Ozone-delivering nanocomposite hydrogel for acute Staphylococcus aureus osteomyelitis treatment via neutrophil regulation

Abstract

Treatment of acute osteomyelitis (OM) poses a significant challenge because of the difficulty in removing bacteria and the aberrant innate immune responses at the infection site. Topical ozone therapy has demonstrated favorable outcomes in treating OM, but its high reactivity and short half-life severely limit its clinical application. To address this issue, a suitable ozone delivery system that can promote the therapeutic effects of topical ozone therapy in OM is needed. In this study, we developed ozone-loaded fluorinated hyaluronic acid nanoparticles embedded in a thermoresponsive hydroxypropyl chitin (HPCH) hydrogel (Ozone@Gel) for treating acute OM. The ozone-delivering nanocomposite hydrogel could release ozone continuously and stably at the injection site for over 15 days.
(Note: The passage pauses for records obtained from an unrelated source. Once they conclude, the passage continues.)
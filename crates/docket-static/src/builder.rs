//! Static site builder.

use std::collections::HashSet;
use std::fs;
use std::path::{Path, PathBuf};
use std::time::Instant;

use walkdir::WalkDir;

use docket_mdx::{highlight_code, parse_mdx, render_markdown, ParsedDoc, RenderOptions};
use docket_playground::{endpoint_url, Method, PlaygroundDefaults, RequestDescriptor, SnippetRenderer};

use crate::assets::AssetPipeline;
use crate::manifest::{Favicon, Manifest, ManifestError};
use crate::templates::{
    with_active, Context, Endpoint, NavGroup, NavItem, NavTab, SnippetView, TemplateEngine, TocEntry,
};

/// Configuration for building a static site.
#[derive(Debug, Clone)]
pub struct BuildConfig {
    /// Content root; page paths and assets resolve against it
    pub content_dir: PathBuf,

    /// Manifest file, relative to the content root unless absolute
    pub manifest_path: PathBuf,

    /// Output directory
    pub output_dir: PathBuf,

    /// Minify the generated stylesheet
    pub minify: bool,

    /// Remove the output directory before building
    pub clean: bool,

    /// Directories under the content root copied verbatim
    pub asset_dirs: Vec<String>,

    /// Files under the content root copied verbatim
    pub asset_files: Vec<String>,

    /// `lang` attribute of generated pages
    pub lang: String,

    /// Overrides the manifest's `api.baseUrl`
    pub api_base_url: Option<String>,

    /// Seed values for request examples
    pub playground: PlaygroundDefaults,

    /// Include the dev server's live reload client
    pub live_reload: bool,
}

impl Default for BuildConfig {
    fn default() -> Self {
        Self {
            content_dir: PathBuf::from("."),
            manifest_path: PathBuf::from("docs.json"),
            output_dir: PathBuf::from("build"),
            minify: true,
            clean: true,
            asset_dirs: vec!["images".to_string(), "logo".to_string(), "icons".to_string()],
            asset_files: vec!["favicon.svg".to_string()],
            lang: "en".to_string(),
            api_base_url: None,
            playground: PlaygroundDefaults::default(),
            live_reload: false,
        }
    }
}

/// Result of a build operation.
#[derive(Debug)]
pub struct BuildResult {
    /// Number of HTML pages written, including the index
    pub pages: usize,

    /// Number of asset files copied
    pub assets: usize,

    /// Total build time in milliseconds
    pub duration_ms: u64,

    /// Output directory
    pub output_dir: PathBuf,
}

/// Errors that can occur during build.
#[derive(Debug, thiserror::Error)]
pub enum BuildError {
    #[error(transparent)]
    Manifest(#[from] ManifestError),

    #[error("No content file for manifest pages: {}", .0.join(", "))]
    MissingPages(Vec<String>),

    #[error("Failed to read content: {0}")]
    ReadError(String),

    #[error("Failed to parse page: {path}: {message}")]
    ParseError { path: String, message: String },

    #[error("Failed to render request examples: {0}")]
    SnippetError(String),

    #[error("Failed to render template: {0}")]
    TemplateError(String),

    #[error("Failed to write output: {0}")]
    WriteError(String),

    #[error("Refusing to clean {0}: it contains the content directory")]
    UnsafeOutput(PathBuf),
}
The ozone loaded in this ozone-delivering nanocomposite hydrogel was about 100 mg/L. In vitro antibacterial experiments demonstrated that the Ozone@Gel effectively attenuated Staphylococcus aureus proliferation and reduced biofilm formation by inhibiting the expression of bacterial polysaccharide-related genes (agr, atlE, aap, icaA, and icaBC). Further, animal experiments showed that Ozone@Gel effectively reduced bacterial load at the site of infection by enhancing neutrophil antimicrobial activity, thereby alleviating the progression of acute OM. Thus, this novel therapeutic strategy based on topical ozone therapy is a promising and feasible intervention for treating acute S. aureus OM.